Le Scritture vediche forniscono una chiara spiegazione del problema del male. Spiegano che il male ci colpisce a causa delle nostre cattive azioni. Si chiama karma, ma quando la sofferenza che ci spetta ci raggiunge, abbiamo già dimenticato gli errori del passato. Di qui lo sfogo indignato: “Perché proprio io?”
IL KARMA NON È DEL TUTTO SCONOSCIUTO
Raffaele entra in casa e vede una brutta bruciatura sulla mano destra di suo padre. Impressionato grida: “Papà, cosa ti è successo? Una mattina di buon’ora la signora Carla chiama il medico di famiglia. “Dottore, mi fa molto male lo stomaco.” Il dottore chiede subito: “Che cosa ha mangiato a cena ieri sera?” Renato ha difficoltà respiratorie. Dopo averlo esaminato, il dottore chiede: “A che età ha cominciato a fumare?”*
Questi semplici incidenti di tutti i giorni comportano l’accettazione di un’idea simile al concetto di karma. Vedendo un particolare effetto desideriamo conoscerne le cause. La legge del karma sancisce proprio questo: ad ogni azione corrisponde una reazione. La legge del karma è simile alla terza legge di Newton, ma ne differisce perché coinvolge non il livello fisico, bensì piani più sottili, relativi a poteri superiori e alla giustizia cosmica. Tuttavia, come la legge di Newton non è un atto di fede ma un principio della fisica, così la legge del karma è un principio inerente a una scienza di dimensioni più elevate.
IL MISTERO DEL MONDO
Il karma è una spiegazione semplice, logica e soddisfacente delle sofferenze, ma spesso la nostra esperienza non sembra confermarla. Politici corrotti realizzano fortune senza essere puniti, criminali vivono come straricchi boss della malavita, loschi uomini d’affari guadagnano fortune in modo illecito, ma vengono considerati uomini di successo dei nostri tempi. Viceversa, onesti sostenitori della verità sono messi in disparte, innocenti vengono puniti e l’uomo onesto langue nella miseria. Dov’è la giustizia?
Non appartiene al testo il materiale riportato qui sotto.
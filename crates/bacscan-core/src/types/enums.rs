named_codes! {
    /// Segmentation capability advertised in I-Am.
    pub enum Segmentation: u32, Unknown, to_u32, from_u32 {
        SegmentedBoth = 0 => "segmented-both",
        SegmentedTransmit = 1 => "segmented-transmit",
        SegmentedReceive = 2 => "segmented-receive",
        NoSegmentation = 3 => "no-segmentation",
    }
}

/// Max-APDU code carried in the confirmed request header.
#[derive(Debug, Clone, Copy, PartialEq, Eq)]
pub enum MaxApdu {
    UpTo50,
    UpTo128,
    UpTo206,
    UpTo480,
    UpTo1024,
    UpTo1476,
}

impl MaxApdu {
    pub const fn code(self) -> u8 {
        match self {
            Self::UpTo50 => 0,
            Self::UpTo128 => 1,
            Self::UpTo206 => 2,
            Self::UpTo480 => 3,
            Self::UpTo1024 => 4,
            Self::UpTo1476 => 5,
        }
    }

    pub const fn from_code(code: u8) -> Option<Self> {
        match code {
            0 => Some(Self::UpTo50),
            1 => Some(Self::UpTo128),
            2 => Some(Self::UpTo206),
            3 => Some(Self::UpTo480),
            4 => Some(Self::UpTo1024),
            5 => Some(Self::UpTo1476),
            _ => None,
        }
    }

    pub const fn octets(self) -> u32 {
        match self {
            Self::UpTo50 => 50,
            Self::UpTo128 => 128,
            Self::UpTo206 => 206,
            Self::UpTo480 => 480,
            Self::UpTo1024 => 1024,
            Self::UpTo1476 => 1476,
        }
    }
}

named_codes! {
    pub enum ErrorClass: u32, Vendor, to_u32, from_u32 {
        Device = 0 => "device",
        Object = 1 => "object",
        Property = 2 => "property",
        Resources = 3 => "resources",
        Security = 4 => "security",
        Services = 5 => "services",
        Vt = 6 => "vt",
        Communication = 7 => "communication",
    }
}

named_codes! {
    pub enum ErrorCode: u32, Vendor, to_u32, from_u32 {
        Other = 0 => "other",
        ConfigurationInProgress = 2 => "configuration-in-progress",
        DeviceBusy = 3 => "device-busy",
        InconsistentParameters = 7 => "inconsistent-parameters",
        InvalidDataType = 9 => "invalid-data-type",
        MissingRequiredParameter = 16 => "missing-required-parameter",
        NoSpaceToWriteProperty = 20 => "no-space-to-write-property",
        PasswordFailure = 26 => "password-failure",
        PropertyIsNotAList = 22 => "property-is-not-a-list",
        ReadAccessDenied = 27 => "read-access-denied",
        ServiceRequestDenied = 29 => "service-request-denied",
        Timeout = 30 => "timeout",
        UnknownObject = 31 => "unknown-object",
        UnknownProperty = 32 => "unknown-property",
        UnsupportedObjectType = 36 => "unsupported-object-type",
        ValueOutOfRange = 37 => "value-out-of-range",
        WriteAccessDenied = 40 => "write-access-denied",
        InvalidArrayIndex = 42 => "invalid-array-index",
        PropertyIsNotAnArray = 50 => "property-is-not-an-array",
        OptionalFunctionalityNotSupported = 45 => "optional-functionality-not-supported",
        AbortSegmentationNotSupported = 121 => "abort-segmentation-not-supported",
    }
}

named_codes! {
    /// Reasons carried by a Reject PDU.
    pub enum RejectReason: u8, Other, to_u8, from_u8 {
        Unspecified = 0 => "other",
        BufferOverflow = 1 => "buffer-overflow",
        InconsistentParameters = 2 => "inconsistent-parameters",
        InvalidParameterDataType = 3 => "invalid-parameter-data-type",
        InvalidTag = 4 => "invalid-tag",
        MissingRequiredParameter = 5 => "missing-required-parameter",
        ParameterOutOfRange = 6 => "parameter-out-of-range",
        TooManyArguments = 7 => "too-many-arguments",
        UndefinedEnumeration = 8 => "undefined-enumeration",
        UnrecognizedService = 9 => "unrecognized-service",
    }
}

named_codes! {
    /// Reasons carried by an Abort PDU.
    pub enum AbortReason: u8, Other, to_u8, from_u8 {
        Unspecified = 0 => "other",
        BufferOverflow = 1 => "buffer-overflow",
        InvalidApduInThisState = 2 => "invalid-apdu-in-this-state",
        PreemptedByHigherPriorityTask = 3 => "preempted-by-higher-priority-task",
        SegmentationNotSupported = 4 => "segmentation-not-supported",
        SecurityError = 5 => "security-error",
        InsufficientSecurity = 6 => "insufficient-security",
        WindowSizeOutOfRange = 7 => "window-size-out-of-range",
        ApplicationExceededReplyTime = 8 => "application-exceeded-reply-time",
        OutOfResources = 9 => "out-of-resources",
        TsmTimeout = 10 => "tsm-timeout",
        ApduTooLong = 11 => "apdu-too-long",
    }
}

#[cfg(test)]
mod tests {
    use super::{AbortReason, ErrorClass, ErrorCode, MaxApdu, RejectReason, Segmentation};

    #[test]
    fn max_apdu_codes_map_to_octets() {
        for code in 0..=5 {
            let max = MaxApdu::from_code(code).unwrap();
            assert_eq!(max.code(), code);
        }
        assert_eq!(MaxApdu::UpTo1476.octets(), 1476);
        assert_eq!(MaxApdu::from_code(6), None);
    }

    #[test]
    fn error_pairs_render_by_name() {
        assert_eq!(ErrorClass::from_u32(2).to_string(), "property");
        assert_eq!(ErrorCode::from_u32(32).to_string(), "unknown-property");
        assert_eq!(ErrorCode::from_u32(700), ErrorCode::Vendor(700));
        assert_eq!(ErrorCode::Vendor(700).to_string(), "700");
    }

    #[test]
    fn reasons_and_segmentation_render_by_name() {
        assert_eq!(RejectReason::from_u8(9).to_string(), "unrecognized-service");
        assert_eq!(AbortReason::from_u8(4).to_string(), "segmentation-not-supported");
        assert_eq!(AbortReason::from_u8(200), AbortReason::Other(200));
        assert_eq!(Segmentation::from_u32(3).to_string(), "no-segmentation");
    }
}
LA REINCARNAZIONE È ALLA BASE DI UNA GIUSTIZIA PERFETTA
Una parte essenziale nella spiegazione vedica delle apparenti contraddizioni del karma è la reincarnazione. Il primo punto da comprendere è che siamo eterni, la nostra esistenza non comincia con la nascita e non finisce con la morte. Nella Bhagavad Gita il signore Supremo, Krishna, dice che come una persona lascia gli abiti usati e vecchi per indossarne di nuovi, così noi anime lasciamo vecchi corpi inutili e ne prendiamo di nuovi al momento della morte.
Verso 22 del capitolo 2 della Bhagavad Gita “Sintesi della Bhagavad Gita”:
वासांसि जीर्णानि यथा विहाय नवानि गृह्णाति नरोऽपराणि |
तथा शरीराणि विहाय जीर्णान्यन्यानि संयाति नवानि देही || 22||
“Come una persona indossa vestiti nuovi e lascia quelli usati, così l’anima si riveste di nuovi corpi materiali abbandonando quelli vecchi e inutili”.
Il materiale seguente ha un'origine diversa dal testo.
//! Registry of callers waiting on the receive loop.
//!
//! Confirmed requests wait on a oneshot keyed by (peer, invoke id). A scan
//! opens the single announcement listener for the length of its window.
//! Closing the table drops every sender, which wakes each waiter with a
//! closed channel.

use crate::ProxyError;
use bacscan_core::services::IAmRequest;
use bacscan_datalink::DataLinkAddress;
use std::collections::HashMap;
use std::sync::{Mutex, MutexGuard, PoisonError};
use tokio::sync::{mpsc, oneshot};

pub(crate) type Announcement = (DataLinkAddress, IAmRequest);

#[derive(Debug, Default)]
struct TableState {
    closed: bool,
    exchanges: HashMap<(DataLinkAddress, u8), oneshot::Sender<Vec<u8>>>,
    next_invoke_id: u8,
    listener: Option<(u64, mpsc::UnboundedSender<Announcement>)>,
    next_listener_id: u64,
}

#[derive(Debug, Default)]
pub(crate) struct WaiterTable {
    state: Mutex<TableState>,
}

impl WaiterTable {
    fn lock(&self) -> MutexGuard<'_, TableState> {
        self.state.lock().unwrap_or_else(PoisonError::into_inner)
    }

    /// Reserves an invoke id not already pending for `peer`.
    pub(crate) fn register_exchange(
        &self,
        peer: DataLinkAddress,
    ) -> Result<(ExchangeGuard<'_>, oneshot::Receiver<Vec<u8>>), ProxyError> {
        let mut state = self.lock();
        if state.closed {
            return Err(ProxyError::Stopped);
        }
        let start = state.next_invoke_id;
        let invoke_id = (0..=u8::MAX)
            .map(|offset| start.wrapping_add(offset))
            .find(|id| !state.exchanges.contains_key(&(peer, *id)))
            .ok_or(ProxyError::ExchangeTableFull)?;
        state.next_invoke_id = invoke_id.wrapping_add(1);
        let (tx, rx) = oneshot::channel();
        state.exchanges.insert((peer, invoke_id), tx);
        Ok((
            ExchangeGuard {
                table: self,
                key: (peer, invoke_id),
            },
            rx,
        ))
    }

    /// Hands a reply APDU to the exchange waiting on it. Returns false when
    /// nobody is waiting.
    pub(crate) fn complete(&self, peer: DataLinkAddress, invoke_id: u8, apdu: Vec<u8>) -> bool {
        let Some(tx) = self.lock().exchanges.remove(&(peer, invoke_id)) else {
            return false;
        };
        tx.send(apdu).is_ok()
    }

    /// Opens the announcement listener for a scan window.
    pub(crate) fn open_scan(
        &self,
    ) -> Result<(ScanGuard<'_>, mpsc::UnboundedReceiver<Announcement>), ProxyError> {
        let mut state = self.lock();
        if state.closed {
            return Err(ProxyError::Stopped);
        }
        let id = state.next_listener_id;
        state.next_listener_id += 1;
        let (tx, rx) = mpsc::unbounded_channel();
        if state.listener.replace((id, tx)).is_some() {
            log::warn!("scan listener replaced while another window was open");
        }
        Ok((ScanGuard { table: self, id }, rx))
    }

    /// Delivers an I-Am to the open scan window. Returns false when no window
    /// is open.
    pub(crate) fn announce(&self, source: DataLinkAddress, i_am: IAmRequest) -> bool {
        match &self.lock().listener {
            Some((_, tx)) => tx.send((source, i_am)).is_ok(),
            None => false,
        }
    }

    /// Refuses new registrations and releases every current waiter.
    pub(crate) fn close(&self) {
        let mut state = self.lock();
        state.closed = true;
        state.exchanges.clear();
        state.listener = None;
    }

    #[cfg(test)]
    pub(crate) fn pending(&self) -> usize {
        let state = self.lock();
        state.exchanges.len() + usize::from(state.listener.is_some())
    }
}

/// Removes its exchange from the table when dropped, whichever way the
/// waiting call ends.
#[derive(Debug)]
pub(crate) struct ExchangeGuard<'a> {
    table: &'a WaiterTable,
    key: (DataLinkAddress, u8),
}

impl ExchangeGuard<'_> {
    pub(crate) fn invoke_id(&self) -> u8 {
        self.key.1
    }
}

impl Drop for ExchangeGuard<'_> {
    fn drop(&mut self) {
        self.table.lock().exchanges.remove(&self.key);
    }
}

#[derive(Debug)]
pub(crate) struct ScanGuard<'a> {
    table: &'a WaiterTable,
    id: u64,
}

impl Drop for ScanGuard<'_> {
    fn drop(&mut self) {
        let mut state = self.table.lock();
        if matches!(state.listener, Some((id, _)) if id == self.id) {
            state.listener = None;
        }
    }
}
Questa è la reincarnazione.
Noi anime, in quanto principi attivi dei corpi, siamo responsabili di tutte le nostre azioni, buone o cattive, perciò dobbiamo riceverne i frutti, o in questa vita o in una successiva. Le grandi sofferenze di una persona che appare virtuosa sono dunque il risultato di attività malvagie compiute nelle vite precedenti. Viceversa, una persona malvagia può godere ora di una temporanea prosperità grazie alle buone azioni compiute nel passato.
LE BRAVE PERSONE POSSONO ESSERE COLPITE DALLE SVENTURE?
Ciò che rende difficile capire il meccanismo del karma è che la maggior parte della gente ha un karma che non è né bianco né nero, ma con sfumature di grigio. Questo destino misto comporta reazioni che spesso appaiono ingiuste e arbitrarie. Molti restano interdetti quando vedono che le avversità colpiscono le brave persone: se queste persone sono state davvero così malvagie nelle vite precedenti da meritare una dura punizione in questa vita, allora passando dalla vita precedente a quella attuale non avrebbero dovuto mantenere la loro natura inferiore? Se sono state cosi dedite al peccato nelle loro vite precedenti, come possono essere virtuose in questa vita?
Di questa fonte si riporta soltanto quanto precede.